An Improved Parameter-Adaptive Variational Mode Decomposition Method and Its Application in Fault Diagnosis of Rolling Bearings

Abstract

Variational mode decomposition (VMD) has been applied in the field of rolling bearing fault diagnosis because of its good ability of frequency segmentation. Mode number K and quadratic penalty term α have a significant influence on the decomposition result of VMD. At present, the commonly used method is to determine these two parameters adaptively through intelligent optimization algorithm, namely, the parameter-adaptive VMD (PAVMD) method. The key of the PAVMD method is the setting of an objective function, and the traditional PAVMD method is prone to overdecomposition or underdecomposition. To solve these problems, an improved parameter-adaptive VMD (IPAVMD) method is proposed. A new objective function, the maximum average envelope kurtosis (MAEK), is proposed in this paper. The new objective function fully considers the equivalent filtering characteristics of VMD, and squared envelope kurtosis has good antinoise performance.

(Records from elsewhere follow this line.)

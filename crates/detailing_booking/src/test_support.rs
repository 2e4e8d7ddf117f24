//! In-memory collaborators for the booking tests.

use chrono::{DateTime, TimeZone, Utc};
use chrono_tz::Europe::Zurich;
use detailing_availability::{AvailabilityService, AvailabilitySettings, BusinessHoursPolicy};
use detailing_availability::TravelFailurePolicy;
use detailing_common::cache::MemoryCache;
use detailing_common::services::{
    BoxFuture, BoxedError, CalendarEvent, CalendarEventResult, CalendarService, CheckoutRequest,
    CheckoutSession, NewCalendarEvent, PaymentService, SlotTaken,
};
use detailing_config::{AddOnOption, CatalogConfig, DetailingPackage, VehicleClass};
use std::collections::HashMap;
use std::io;
use std::sync::atomic::{AtomicUsize, Ordering};
use std::sync::{Arc, Mutex};
use std::time::Duration;

pub fn zurich(y: i32, mo: u32, d: u32, h: u32, mi: u32) -> DateTime<Utc> {
    Zurich
        .with_ymd_and_hms(y, mo, d, h, mi, 0)
        .unwrap()
        .with_timezone(&Utc)
}

#[derive(Default)]
pub struct FakeCalendar {
    pub events: Mutex<Vec<CalendarEvent>>,
    pub created: Mutex<Vec<NewCalendarEvent>>,
    pub list_calls: AtomicUsize,
    /// Simulates a booking that lands between the re-check and the write.
    pub reject_create: bool,
}

impl FakeCalendar {
    pub fn with_busy(start: DateTime<Utc>, end: DateTime<Utc>) -> Self {
        let calendar = FakeCalendar::default();
        calendar.events.lock().unwrap().push(CalendarEvent {
            id: Some("existing".to_string()),
            summary: Some("Exterior wash - Max".to_string()),
            start,
            end,
            location: None,
        });
        calendar
    }

    pub fn created(&self) -> Vec<NewCalendarEvent> {
        self.created.lock().unwrap().clone()
    }
}

impl CalendarService for FakeCalendar {
    type Error = BoxedError;

    fn list_events(
        &self,
        _calendar_id: &str,
        start_time: DateTime<Utc>,
        end_time: DateTime<Utc>,
    ) -> BoxFuture<'_, Vec<CalendarEvent>, Self::Error> {
        self.list_calls.fetch_add(1, Ordering::SeqCst);
        let events: Vec<CalendarEvent> = self
            .events
            .lock()
            .unwrap()
            .iter()
            .filter(|e| e.start < end_time && e.end > start_time)
            .cloned()
            .collect();
        Box::pin(async move { Ok(events) })
    }

    fn create_event(
        &self,
        _calendar_id: &str,
        event: NewCalendarEvent,
    ) -> BoxFuture<'_, CalendarEventResult, Self::Error> {
        Box::pin(async move {
            if self.reject_create {
                return Err(BoxedError::new(SlotTaken));
            }
            let mut created = self.created.lock().unwrap();
            created.push(event);
            Ok(CalendarEventResult {
                event_id: Some(format!("evt-{}", created.len())),
                status: "confirmed".to_string(),
            })
        })
    }

    fn delete_event(&self, _calendar_id: &str, _event_id: &str) -> BoxFuture<'_, (), Self::Error> {
        Box::pin(async move { Ok(()) })
    }
}

#[derive(Default)]
pub struct FakePayments {
    pub requests: Mutex<Vec<CheckoutRequest>>,
    pub fail: bool,
}

impl PaymentService for FakePayments {
    type Error = BoxedError;

    fn create_checkout_session(
        &self,
        request: CheckoutRequest,
    ) -> BoxFuture<'_, CheckoutSession, Self::Error> {
        Box::pin(async move {
            if self.fail {
                return Err(BoxedError::new(io::Error::other("stripe down")));
            }
            let id = format!("cs_test_{}", request.client_reference_id.clone().unwrap_or_default());
            self.requests.lock().unwrap().push(request);
            Ok(CheckoutSession {
                url: format!("https://checkout.stripe.com/c/pay/{}", id),
                id,
            })
        })
    }
}

pub fn catalog() -> CatalogConfig {
    CatalogConfig {
        currency: "CHF".to_string(),
        vehicle_classes: vec![
            VehicleClass {
                id: "sedan".to_string(),
                name: "Sedan".to_string(),
            },
            VehicleClass {
                id: "suv".to_string(),
                name: "SUV".to_string(),
            },
        ],
        packages: vec![
            DetailingPackage {
                id: "exterior".to_string(),
                name: "Exterior wash".to_string(),
                description: None,
                prices: HashMap::from([("sedan".to_string(), 9_900), ("suv".to_string(), 12_900)]),
            },
            DetailingPackage {
                id: "interior".to_string(),
                name: "Interior detail".to_string(),
                description: Some("Vacuum, shampoo, leather care".to_string()),
                prices: HashMap::from([("sedan".to_string(), 14_900)]),
            },
        ],
        options: vec![
            AddOnOption {
                id: "pet_hair".to_string(),
                name: "Pet hair removal".to_string(),
                price: 3_000,
            },
            AddOnOption {
                id: "ceramic".to_string(),
                name: "Ceramic coating".to_string(),
                price: 15_000,
            },
        ],
    }
}

pub fn availability(calendar: Arc<FakeCalendar>) -> AvailabilityService {
    AvailabilityService::new(
        calendar,
        None,
        Arc::new(MemoryCache::new(100)),
        BusinessHoursPolicy::default(),
        AvailabilitySettings {
            calendar_id: "primary".to_string(),
            calendar_timeout: Duration::from_secs(2),
            events_cache_ttl: Duration::from_secs(60),
            travel_timeout: Duration::from_secs(1),
            travel_failure: TravelFailurePolicy::FailClosed,
        },
    )
}
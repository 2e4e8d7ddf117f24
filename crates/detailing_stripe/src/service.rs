// --- File: crates/detailing_stripe/src/service.rs ---
use detailing_common::services::{BoxFuture, CheckoutRequest, CheckoutSession, PaymentService};
use detailing_common::HTTP_CLIENT;
use detailing_config::StripeConfig;
use std::env;
use tracing::{info, warn};

use crate::error::StripeError;
use crate::logic::{
    checkout_form, error_message, StripeCheckoutSessionApiResponse, DEFAULT_API_BASE,
};

/// Hosted Stripe Checkout sessions.
pub struct StripeCheckoutService {
    config: StripeConfig,
    secret_key: String,
    api_base: String,
}

impl StripeCheckoutService {
    /// The secret comes from `stripe.secret_key`, else from `STRIPE_SECRET_KEY`.
    pub fn new(config: StripeConfig) -> Result<Self, StripeError> {
        let secret_key = config
            .secret_key
            .clone()
            .filter(|k| !k.trim().is_empty())
            .or_else(|| env::var("STRIPE_SECRET_KEY").ok())
            .filter(|k| !k.trim().is_empty())
            .ok_or_else(|| StripeError::ConfigError("STRIPE_SECRET_KEY is not set".to_string()))?;

        if config.success_url.trim().is_empty() || config.cancel_url.trim().is_empty() {
            return Err(StripeError::ConfigError(
                "stripe.success_url and stripe.cancel_url are required".to_string(),
            ));
        }

        let api_base = config
            .api_base
            .clone()
            .filter(|b| !b.trim().is_empty())
            .unwrap_or_else(|| DEFAULT_API_BASE.to_string());

        Ok(Self {
            config,
            secret_key,
            api_base: api_base.trim_end_matches('/').to_string(),
        })
    }

    async fn post_session(&self, request: CheckoutRequest) -> Result<CheckoutSession, StripeError> {
        let form_body = checkout_form(&self.config, &request)?;
        let api_url = format!("{}/v1/checkout/sessions", self.api_base);

        info!(
            "[Stripe] Creating Checkout Session for {:?} ({} {})",
            request.client_reference_id, request.amount, request.currency
        );

        let response = HTTP_CLIENT
            .post(&api_url)
            .basic_auth(&self.secret_key, None::<&str>)
            .form(&form_body)
            .send()
            .await?;

        let status = response.status();
        let body_text = response.text().await?;

        if !status.is_success() {
            let message = error_message(&body_text);
            warn!(
                "[Stripe] Checkout request failed with HTTP status: {}. Message: {}",
                status, message
            );
            return Err(StripeError::ApiError {
                status_code: status.as_u16(),
                message,
            });
        }

        let session: StripeCheckoutSessionApiResponse = serde_json::from_str(&body_text)?;
        let url = session.url.ok_or(StripeError::MissingCheckoutUrl)?;
        info!("[Stripe] Checkout Session {} created", session.id);

        Ok(CheckoutSession {
            id: session.id,
            url,
        })
    }
}

impl PaymentService for StripeCheckoutService {
    type Error = StripeError;

    fn create_checkout_session(
        &self,
        request: CheckoutRequest,
    ) -> BoxFuture<'_, CheckoutSession, Self::Error> {
        Box::pin(self.post_session(request))
    }
}
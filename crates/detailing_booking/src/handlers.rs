// File: crates/detailing_booking/src/handlers.rs
use axum::{extract::State, http::StatusCode, response::Json};
use chrono::{DateTime, Utc};
use detailing_availability::AvailabilityService;
use detailing_common::services::{DynCalendarService, DynPaymentService};
use detailing_common::DetailingError;
use detailing_config::CatalogConfig;
use std::sync::Arc;
use tracing::{error, info, warn};

use crate::error::BookingError;
use crate::logic::{
    booking_event, checkout_request, price_booking, validate_request, BookingRequest,
    BookingResponse, CheckoutResponse, Quote,
};

// Shared state needed by the booking handlers
#[derive(Clone)]
pub struct BookingState {
    pub availability: Arc<AvailabilityService>,
    pub calendar: DynCalendarService,
    /// `None` when online payment is switched off.
    pub payments: Option<DynPaymentService>,
    pub catalog: Arc<CatalogConfig>,
}

/// Validates, prices and re-checks the slot. Shared by both booking paths.
async fn prepare(
    state: &BookingState,
    request: &BookingRequest,
    now: DateTime<Utc>,
) -> Result<(DateTime<Utc>, Quote), BookingError> {
    let start = validate_request(request)?;
    let quote = price_booking(&state.catalog, request)?;

    let free = state
        .availability
        .is_slot_available(start, request.location.as_deref(), now)
        .await?;
    if !free {
        info!("Slot {} rejected: not available", start);
        return Err(BookingError::SlotTaken);
    }
    Ok((start, quote))
}

fn slot_label(state: &BookingState, start: DateTime<Utc>) -> String {
    start
        .with_timezone(&state.availability.policy().time_zone)
        .format("%Y-%m-%d %H:%M")
        .to_string()
}

/// Returns the configured catalog.
#[axum::debug_handler]
pub async fn get_catalog_handler(State(state): State<Arc<BookingState>>) -> Json<CatalogConfig> {
    Json(state.catalog.as_ref().clone())
}

/// Books a slot directly: re-checks availability, then writes the calendar event.
#[axum::debug_handler]
pub async fn create_booking_handler(
    State(state): State<Arc<BookingState>>,
    Json(request): Json<BookingRequest>,
) -> Result<(StatusCode, Json<BookingResponse>), DetailingError> {
    let (start, quote) = prepare(&state, &request, Utc::now()).await?;

    let calendar_id = &state.availability.settings().calendar_id;
    let duration = state.availability.policy().appointment_duration;
    let event = booking_event(&request, &quote, start, duration);

    let created = state
        .calendar
        .create_event(calendar_id, event)
        .await
        .map_err(|e| {
            if e.is_slot_taken() {
                BookingError::SlotTaken
            } else {
                error!("Failed to create calendar event: {}", e);
                BookingError::Calendar(e.to_string())
            }
        })?;

    // Later availability reads must see the new event
    state.availability.forget_cached_events().await;

    let booking_id = created.event_id.unwrap_or_else(|| {
        warn!("Calendar returned no event id, issuing a local one");
        uuid::Uuid::new_v4().to_string()
    });
    let label = slot_label(&state, start);
    info!(
        "Booked {} for {} at {} ({})",
        quote.description, request.customer.email, label, booking_id
    );

    Ok((
        StatusCode::CREATED,
        Json(BookingResponse {
            booking_id,
            message: format!("Booking confirmed for {}", label),
        }),
    ))
}

/// Starts a hosted checkout for the booking. The slot is not reserved until payment.
#[axum::debug_handler]
pub async fn create_checkout_handler(
    State(state): State<Arc<BookingState>>,
    Json(request): Json<BookingRequest>,
) -> Result<Json<CheckoutResponse>, DetailingError> {
    let payments = state
        .payments
        .as_ref()
        .ok_or(BookingError::PaymentsDisabled)?;
    let (start, quote) = prepare(&state, &request, Utc::now()).await?;

    let reference = uuid::Uuid::new_v4().to_string();
    let checkout = checkout_request(&request, &quote, start, &slot_label(&state, start), &reference);

    let session = payments
        .create_checkout_session(checkout)
        .await
        .map_err(|e| {
            error!("Failed to create checkout session: {}", e);
            BookingError::Payment(e.to_string())
        })?;

    info!(
        "Checkout session {} created for {} ({})",
        session.id, request.customer.email, reference
    );
    Ok(Json(CheckoutResponse {
        url: session.url,
        session_id: session.id,
    }))
}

In the optimization method, this paper uses an improved particle swarm optimization (PSO) algorithm. The MAEK and PSO can make sure the IPAVMD method reaches the best complete decomposition of the signal without an underdecomposition or overdecomposition problem. Through the analysis of simulation data and experimental data, the performance of the IPAVMD and the traditional PAVMD is compared. The comparison results show that the proposed IPAVMD has better performance and stronger robustness than the traditional method and is suitable for both single-fault and multiple-fault cases of rolling bearings. The research results have certain theoretical significance and application value for improving the fault diagnosis effect of rolling bearings.